Mezezar had slipped off the roof and had hidden in an alley to don the Face of Man that had shielded Milos’ identity. He heard the whistles of the watch from various directions, but he managed to find a path through them and headed for the merchant’s district. Mera also scaled the rope when she realised that she could not assist the others. Ke-tant was labouring fiercely at the door, but it was no use, just as he felled one of the guards he himself dropped bleeding to the floor. Obur realised that the game was up as another scratch would have left him in the same situation. He and Ke-Tant were taken into custody. Mera, meanwhile, had also heard the watch being summoned. She checked her garb and made herself look as nondescript as possible. Unfortunately she came across a patrol who brought her in for questioning to the local watch post.

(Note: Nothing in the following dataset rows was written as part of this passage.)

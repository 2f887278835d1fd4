//! Whole-carousel outlines written by a text model from a free-form brief.

use serde::{Deserialize, Serialize};

use crate::{
    foundation::error::{CarouselError, CarouselResult},
    generate::provider::{GenerationProvider, TextModel, TextRequest},
    model::{brand::Brand, job::MAX_BATCH_SLIDES, outline::OutlineSlide, slide::SlideSpec},
};

pub const DEFAULT_SLIDE_COUNT: usize = 7;
const FREEFORM_MAX_TOKENS: u32 = 2048;

/// Outline returned by the model.
#[derive(Clone, Debug, Default, PartialEq, Serialize, Deserialize)]
#[serde(default)]
pub struct FreeformCarousel {
    pub title: String,
    pub slides: Vec<OutlineSlide>,
}

impl FreeformCarousel {
    pub fn to_specs(&self, brand: &Brand) -> Vec<SlideSpec> {
        self.slides.iter().map(|s| s.to_spec(brand)).collect()
    }
}

/// Requested count clamped to `1..=20`. Missing or zero means the default of seven.
pub fn slide_count(requested: Option<usize>) -> usize {
    match requested {
        None | Some(0) => DEFAULT_SLIDE_COUNT,
        Some(n) => n.clamp(1, MAX_BATCH_SLIDES),
    }
}

pub fn freeform_system_prompt(brand: &Brand, count: usize) -> String {
    format!(
        r#"{system}

You are generating carousel slide content for {name} social media (TikTok/Instagram).

Given a freeform prompt from the user, generate exactly {count} slides for a carousel post.

Return ONLY valid JSON with this exact structure (no markdown, no explanation):
{{
  "title": "Short carousel title",
  "slides": [
    {{
      "number": 1,
      "label": "Hook",
      "type": "photo or text",
      "microLabel": "BRAND LABEL",
      "headline": "Main headline text",
      "body": "Supporting body text",
      "highlight": "key phrase to highlight in accent color",
      "sport": "only for photo type - sport shown",
      "setting": "only for photo type - location",
      "action": "only for photo type - what athlete is doing",
      "mood": "only for photo type - emotional tone"
    }}
  ]
}}

Rules:
- First slide should be a strong hook (usually photo type)
- Last slide should be a CTA with "Download {name}, link in bio"
- Mix photo and text types for visual variety
- Headlines should be punchy, under 15 words
- Body text should be 1-2 sentences max
- Highlight the most impactful phrase in each slide
- Use {micro} as default micro-label
- For photo slides, include sport/setting/action/mood fields
- Content should match the brand's tone and content pillars"#,
        system = brand.system_prompt,
        name = brand.name,
        micro = brand.default_micro_label,
    )
}

/// Span from the first `{` to the last `}`, which strips code fences and chatter around the
/// object. `None` when there is no such span.
pub fn extract_json_object(text: &str) -> Option<&str> {
    let start = text.find('{')?;
    let end = text.rfind('}')?;
    (end > start).then(|| &text[start..=end])
}

/// Ask `model` for a carousel outline of `count` slides about `brief`.
///
/// An empty brief is a `Validation` error. Provider failures pass through; an empty or
/// unparseable reply is a `Provider` error.
#[tracing::instrument(skip_all, fields(brand = %brand.id, model = model.id()))]
pub async fn freeform_carousel(
    provider: &dyn GenerationProvider,
    model: TextModel,
    brand: &Brand,
    brief: &str,
    count: Option<usize>,
) -> CarouselResult<FreeformCarousel> {
    let brief = brief.trim();
    if brief.is_empty() {
        return Err(CarouselError::validation("freeform generation needs a prompt"));
    }
    let count = slide_count(count);
    let mut req =
        TextRequest::new(model, brief).with_system(freeform_system_prompt(brand, count));
    req.max_tokens = FREEFORM_MAX_TOKENS;

    let reply = provider.generate_text(&req).await?;
    let reply = reply.trim();
    if reply.is_empty() {
        return Err(CarouselError::provider("text model returned no outline"));
    }
    let json = extract_json_object(reply).unwrap_or(reply);
    let outline: FreeformCarousel = serde_json::from_str(json).map_err(|e| {
        CarouselError::provider(format!("could not parse the outline as JSON: {e}"))
    })?;
    tracing::info!(slides = outline.slides.len(), requested = count, "freeform outline ready");
    Ok(outline)
}

#[cfg(test)]
#[path = "../../tests/unit/generate/freeform.rs"]
mod tests;
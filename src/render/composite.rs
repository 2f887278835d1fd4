use crate::{
    foundation::error::{CarouselError, CarouselResult},
    render::surface::Surface,
};

pub type PremulRgba8 = [u8; 4];

/// Source-over for one premultiplied pixel, with `opacity` applied to the source.
pub fn over(dst: PremulRgba8, src: PremulRgba8, opacity: f32) -> PremulRgba8 {
    let opacity = opacity.clamp(0.0, 1.0);
    if opacity <= 0.0 || src[3] == 0 {
        return dst;
    }

    let op = ((opacity * 255.0).round() as i32).clamp(0, 255) as u16;
    let sa = mul_div255(u16::from(src[3]), op);
    if sa == 0 {
        return dst;
    }

    let inv = 255u16 - u16::from(sa);

    let mut out = [0u8; 4];
    out[3] = add_sat_u8(sa, mul_div255(u16::from(dst[3]), inv));

    for i in 0..3 {
        let sc = mul_div255(u16::from(src[i]), op);
        let dc = mul_div255(u16::from(dst[i]), inv);
        out[i] = add_sat_u8(sc, dc);
    }
    out
}

/// Composite `src` onto `dst` with its top-left corner at (`left`, `top`).
///
/// Parts of `src` outside `dst` are clipped; a fully off-canvas source is a no-op.
pub fn over_at(
    dst: &mut Surface,
    src: &Surface,
    left: i64,
    top: i64,
    opacity: f32,
) -> CarouselResult<()> {
    if dst.width() == 0 || dst.height() == 0 {
        return Err(CarouselError::layout("composite target has no usable dimensions"));
    }
    let dw = i64::from(dst.width());
    let dh = i64::from(dst.height());
    let sw = i64::from(src.width());
    let sh = i64::from(src.height());

    let x0 = left.max(0);
    let y0 = top.max(0);
    let x1 = (left + sw).min(dw);
    let y1 = (top + sh).min(dh);
    if x0 >= x1 || y0 >= y1 {
        return Ok(());
    }

    let src_data = src.data();
    let dst_data = dst.data_mut();
    let run = ((x1 - x0) * 4) as usize;
    for y in y0..y1 {
        let sy = y - top;
        let s_start = ((sy * sw + (x0 - left)) * 4) as usize;
        let d_start = ((y * dw + x0) * 4) as usize;
        let s_row = &src_data[s_start..s_start + run];
        let d_row = &mut dst_data[d_start..d_start + run];
        for (d, s) in d_row.chunks_exact_mut(4).zip(s_row.chunks_exact(4)) {
            let out = over([d[0], d[1], d[2], d[3]], [s[0], s[1], s[2], s[3]], opacity);
            d.copy_from_slice(&out);
        }
    }
    Ok(())
}

/// Multiply every pixel by the coverage of a rounded rectangle spanning the whole surface.
///
/// Edges are antialiased over one pixel.
pub fn round_corners(surface: &mut Surface, radius: f64) {
    let w = f64::from(surface.width());
    let h = f64::from(surface.height());
    let r = radius.clamp(0.0, w.min(h) / 2.0);
    if r <= 0.0 {
        return;
    }

    let width = surface.width() as usize;
    let data = surface.data_mut();
    for (i, px) in data.chunks_exact_mut(4).enumerate() {
        let x = (i % width) as f64 + 0.5;
        let y = (i / width) as f64 + 0.5;
        let cx = x.clamp(r, w - r);
        let cy = y.clamp(r, h - r);
        let (dx, dy) = (x - cx, y - cy);
        if dx == 0.0 && dy == 0.0 {
            continue;
        }
        let dist = (dx * dx + dy * dy).sqrt();
        let coverage = (r - dist + 0.5).clamp(0.0, 1.0);
        if coverage >= 1.0 {
            continue;
        }
        let cov = (coverage * 255.0).round() as u16;
        for c in px.iter_mut() {
            *c = mul_div255(u16::from(*c), cov);
        }
    }
}

fn mul_div255(x: u16, y: u16) -> u8 {
    (((x as u32) * (y as u32) + 127) / 255) as u8
}

fn add_sat_u8(a: u8, b: u8) -> u8 {
    a.saturating_add(b)
}

#[cfg(test)]
#[path = "../../tests/unit/render/composite.rs"]
mod tests;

The guard who remained standing was able to identify her as one of the group when he returned to the watch post with his backup and a handcart carrying Obur and Ke-tant. The others who had been rounded up were let go.

The three Mokers were united in a single cell and questioned about what they were doing. Their excuse that they did not think that watchmen with a “V” symbol were not legitimate did not seem to cut any ice. The guard who questioned them had to return a couple of times before the Mokers would even discuss their situation. This seemed to frustrate him. The party was given no food or other assistance while they waited. After some time they were visited by Councillor Verlaine. He swept in to the watch post and conferred with the staff there before confronting the Mokers. Although he thanked them for their previous work against the cult, he emphasised that the rule of law must still apply and that their recent actions were unacceptable. He said that he wanted them gone from the city by morning. Obur managed to explain what they had found in the cult temple and what they understood of the risks they exposed, but Verlaine lost patience with their explanations and left them to ponder their fate.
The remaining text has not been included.